*** Begin section ***

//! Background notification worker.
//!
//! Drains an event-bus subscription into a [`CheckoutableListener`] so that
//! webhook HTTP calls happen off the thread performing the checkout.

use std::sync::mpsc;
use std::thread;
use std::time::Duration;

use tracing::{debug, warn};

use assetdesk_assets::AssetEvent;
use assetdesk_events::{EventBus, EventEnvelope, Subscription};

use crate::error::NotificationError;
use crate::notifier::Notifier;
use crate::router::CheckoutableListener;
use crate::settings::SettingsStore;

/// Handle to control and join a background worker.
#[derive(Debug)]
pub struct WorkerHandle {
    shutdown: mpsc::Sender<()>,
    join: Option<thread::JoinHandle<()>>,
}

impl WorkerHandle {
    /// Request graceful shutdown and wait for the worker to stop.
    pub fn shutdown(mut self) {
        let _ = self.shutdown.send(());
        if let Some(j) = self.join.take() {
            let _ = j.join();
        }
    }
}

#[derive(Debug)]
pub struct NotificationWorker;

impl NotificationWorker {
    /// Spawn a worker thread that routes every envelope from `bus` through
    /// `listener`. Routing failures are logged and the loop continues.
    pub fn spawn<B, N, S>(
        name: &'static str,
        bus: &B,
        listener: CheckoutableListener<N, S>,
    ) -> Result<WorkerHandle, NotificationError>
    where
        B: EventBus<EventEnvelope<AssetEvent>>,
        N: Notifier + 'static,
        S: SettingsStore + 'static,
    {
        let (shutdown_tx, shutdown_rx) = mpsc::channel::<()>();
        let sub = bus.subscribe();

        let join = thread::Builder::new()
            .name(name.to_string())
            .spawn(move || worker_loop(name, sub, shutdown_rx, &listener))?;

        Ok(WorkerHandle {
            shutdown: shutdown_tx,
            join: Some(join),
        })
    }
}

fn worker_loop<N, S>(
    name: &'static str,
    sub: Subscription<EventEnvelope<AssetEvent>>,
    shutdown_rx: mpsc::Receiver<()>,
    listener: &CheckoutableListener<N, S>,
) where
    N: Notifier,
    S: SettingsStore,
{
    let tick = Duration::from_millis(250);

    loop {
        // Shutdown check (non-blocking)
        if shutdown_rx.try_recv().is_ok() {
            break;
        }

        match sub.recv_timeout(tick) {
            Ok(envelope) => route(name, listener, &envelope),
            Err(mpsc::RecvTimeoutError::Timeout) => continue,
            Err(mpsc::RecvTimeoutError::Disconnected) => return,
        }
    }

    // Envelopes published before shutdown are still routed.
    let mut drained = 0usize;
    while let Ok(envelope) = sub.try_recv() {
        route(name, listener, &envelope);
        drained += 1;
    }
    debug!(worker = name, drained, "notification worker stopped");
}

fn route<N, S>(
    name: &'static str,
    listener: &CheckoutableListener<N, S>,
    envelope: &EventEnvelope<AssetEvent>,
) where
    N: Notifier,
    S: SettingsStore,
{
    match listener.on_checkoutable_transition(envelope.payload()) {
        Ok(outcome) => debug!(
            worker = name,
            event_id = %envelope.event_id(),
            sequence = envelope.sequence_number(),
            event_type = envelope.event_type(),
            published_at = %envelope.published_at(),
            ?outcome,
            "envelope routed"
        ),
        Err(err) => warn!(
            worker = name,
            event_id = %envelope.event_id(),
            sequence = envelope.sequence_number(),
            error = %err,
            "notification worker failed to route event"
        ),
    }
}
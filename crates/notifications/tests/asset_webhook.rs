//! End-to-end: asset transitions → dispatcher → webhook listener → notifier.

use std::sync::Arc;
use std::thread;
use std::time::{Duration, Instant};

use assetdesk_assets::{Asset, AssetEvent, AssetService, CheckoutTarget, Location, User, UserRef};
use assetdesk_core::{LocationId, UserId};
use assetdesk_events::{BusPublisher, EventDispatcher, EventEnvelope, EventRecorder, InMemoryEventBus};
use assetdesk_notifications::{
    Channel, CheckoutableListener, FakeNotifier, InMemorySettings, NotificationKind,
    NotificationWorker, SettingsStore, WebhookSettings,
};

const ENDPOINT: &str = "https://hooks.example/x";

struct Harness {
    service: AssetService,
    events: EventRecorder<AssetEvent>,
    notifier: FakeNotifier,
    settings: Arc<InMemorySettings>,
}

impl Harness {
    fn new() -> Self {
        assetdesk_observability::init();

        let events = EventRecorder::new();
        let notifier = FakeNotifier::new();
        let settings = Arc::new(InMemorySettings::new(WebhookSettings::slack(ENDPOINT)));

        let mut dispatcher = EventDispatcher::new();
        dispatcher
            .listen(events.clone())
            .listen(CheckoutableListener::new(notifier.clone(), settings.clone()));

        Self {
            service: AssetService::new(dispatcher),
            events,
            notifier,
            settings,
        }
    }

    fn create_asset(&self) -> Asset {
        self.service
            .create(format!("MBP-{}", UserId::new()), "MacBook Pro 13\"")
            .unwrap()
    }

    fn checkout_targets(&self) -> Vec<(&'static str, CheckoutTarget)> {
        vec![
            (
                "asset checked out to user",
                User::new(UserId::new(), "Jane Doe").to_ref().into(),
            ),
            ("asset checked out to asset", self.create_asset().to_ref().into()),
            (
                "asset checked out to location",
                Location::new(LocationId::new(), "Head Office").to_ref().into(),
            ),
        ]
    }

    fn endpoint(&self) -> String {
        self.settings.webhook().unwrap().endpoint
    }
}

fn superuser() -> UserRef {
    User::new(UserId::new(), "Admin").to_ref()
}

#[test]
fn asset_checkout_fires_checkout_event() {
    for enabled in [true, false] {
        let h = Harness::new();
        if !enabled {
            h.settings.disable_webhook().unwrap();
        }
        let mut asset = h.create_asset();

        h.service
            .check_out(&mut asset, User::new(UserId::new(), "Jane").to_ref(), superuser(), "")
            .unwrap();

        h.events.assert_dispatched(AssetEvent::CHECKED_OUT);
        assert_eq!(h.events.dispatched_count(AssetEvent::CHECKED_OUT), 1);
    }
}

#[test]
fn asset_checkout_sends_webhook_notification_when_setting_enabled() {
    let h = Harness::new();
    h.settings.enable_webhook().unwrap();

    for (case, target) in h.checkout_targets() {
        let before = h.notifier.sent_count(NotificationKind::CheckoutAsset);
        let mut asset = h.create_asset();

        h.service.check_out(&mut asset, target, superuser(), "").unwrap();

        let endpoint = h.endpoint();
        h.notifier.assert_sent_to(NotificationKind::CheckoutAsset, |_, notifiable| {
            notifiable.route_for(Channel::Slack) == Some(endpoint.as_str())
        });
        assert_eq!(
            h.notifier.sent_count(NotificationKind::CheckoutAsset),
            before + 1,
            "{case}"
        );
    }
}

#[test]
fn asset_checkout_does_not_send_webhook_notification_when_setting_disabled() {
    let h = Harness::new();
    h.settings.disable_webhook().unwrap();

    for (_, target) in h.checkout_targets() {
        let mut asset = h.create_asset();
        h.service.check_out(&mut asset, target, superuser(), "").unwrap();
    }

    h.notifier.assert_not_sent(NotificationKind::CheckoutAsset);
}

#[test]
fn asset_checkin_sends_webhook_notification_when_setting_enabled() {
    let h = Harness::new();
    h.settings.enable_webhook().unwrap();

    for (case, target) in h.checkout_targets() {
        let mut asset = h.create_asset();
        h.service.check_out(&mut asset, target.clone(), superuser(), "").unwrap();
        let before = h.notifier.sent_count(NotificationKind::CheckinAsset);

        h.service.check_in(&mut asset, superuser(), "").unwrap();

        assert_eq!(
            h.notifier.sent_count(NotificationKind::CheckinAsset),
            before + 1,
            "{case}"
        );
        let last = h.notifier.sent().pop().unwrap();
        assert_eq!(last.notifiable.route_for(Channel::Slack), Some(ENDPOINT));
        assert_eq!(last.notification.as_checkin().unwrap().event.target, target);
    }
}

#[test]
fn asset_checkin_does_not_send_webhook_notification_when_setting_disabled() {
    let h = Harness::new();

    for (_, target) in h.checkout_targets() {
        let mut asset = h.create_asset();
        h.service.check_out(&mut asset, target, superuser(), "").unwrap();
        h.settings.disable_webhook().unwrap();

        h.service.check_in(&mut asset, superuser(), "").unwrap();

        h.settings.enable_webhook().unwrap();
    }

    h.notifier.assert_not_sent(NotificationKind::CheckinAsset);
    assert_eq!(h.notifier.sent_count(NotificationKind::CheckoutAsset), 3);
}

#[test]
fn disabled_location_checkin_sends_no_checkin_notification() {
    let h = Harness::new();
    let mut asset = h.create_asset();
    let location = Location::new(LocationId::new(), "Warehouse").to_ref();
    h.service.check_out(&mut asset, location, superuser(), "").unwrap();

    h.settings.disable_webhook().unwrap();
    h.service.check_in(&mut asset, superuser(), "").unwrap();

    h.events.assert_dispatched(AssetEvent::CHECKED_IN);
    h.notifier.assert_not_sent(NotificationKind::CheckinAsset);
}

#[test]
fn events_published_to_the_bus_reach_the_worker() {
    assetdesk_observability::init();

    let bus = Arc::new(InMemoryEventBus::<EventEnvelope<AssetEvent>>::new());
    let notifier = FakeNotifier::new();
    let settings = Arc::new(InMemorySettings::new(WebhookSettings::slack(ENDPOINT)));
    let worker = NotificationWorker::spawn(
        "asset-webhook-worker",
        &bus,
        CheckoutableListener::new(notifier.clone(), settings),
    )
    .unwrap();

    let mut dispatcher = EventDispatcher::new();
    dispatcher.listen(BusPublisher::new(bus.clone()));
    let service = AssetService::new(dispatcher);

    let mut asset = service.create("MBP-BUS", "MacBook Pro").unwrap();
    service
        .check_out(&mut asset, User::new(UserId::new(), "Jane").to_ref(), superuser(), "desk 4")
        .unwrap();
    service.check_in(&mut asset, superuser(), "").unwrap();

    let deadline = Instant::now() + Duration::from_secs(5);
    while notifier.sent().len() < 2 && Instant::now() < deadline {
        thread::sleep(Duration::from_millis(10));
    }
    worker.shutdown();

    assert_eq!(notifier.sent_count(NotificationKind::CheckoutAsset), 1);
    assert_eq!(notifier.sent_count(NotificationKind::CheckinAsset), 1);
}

*** End section ***

■ Task statement ■
Every line of the records containing the word "WebhookSettings" must appear in the answer.

■ Result below ■
    NotificationWorker, SettingsStore, WebhookSettings,
        let settings = Arc::new(InMemorySettings::new(WebhookSettings::slack(ENDPOINT)));
    let settings = Arc::new(InMemorySettings::new(WebhookSettings::slack(ENDPOINT)));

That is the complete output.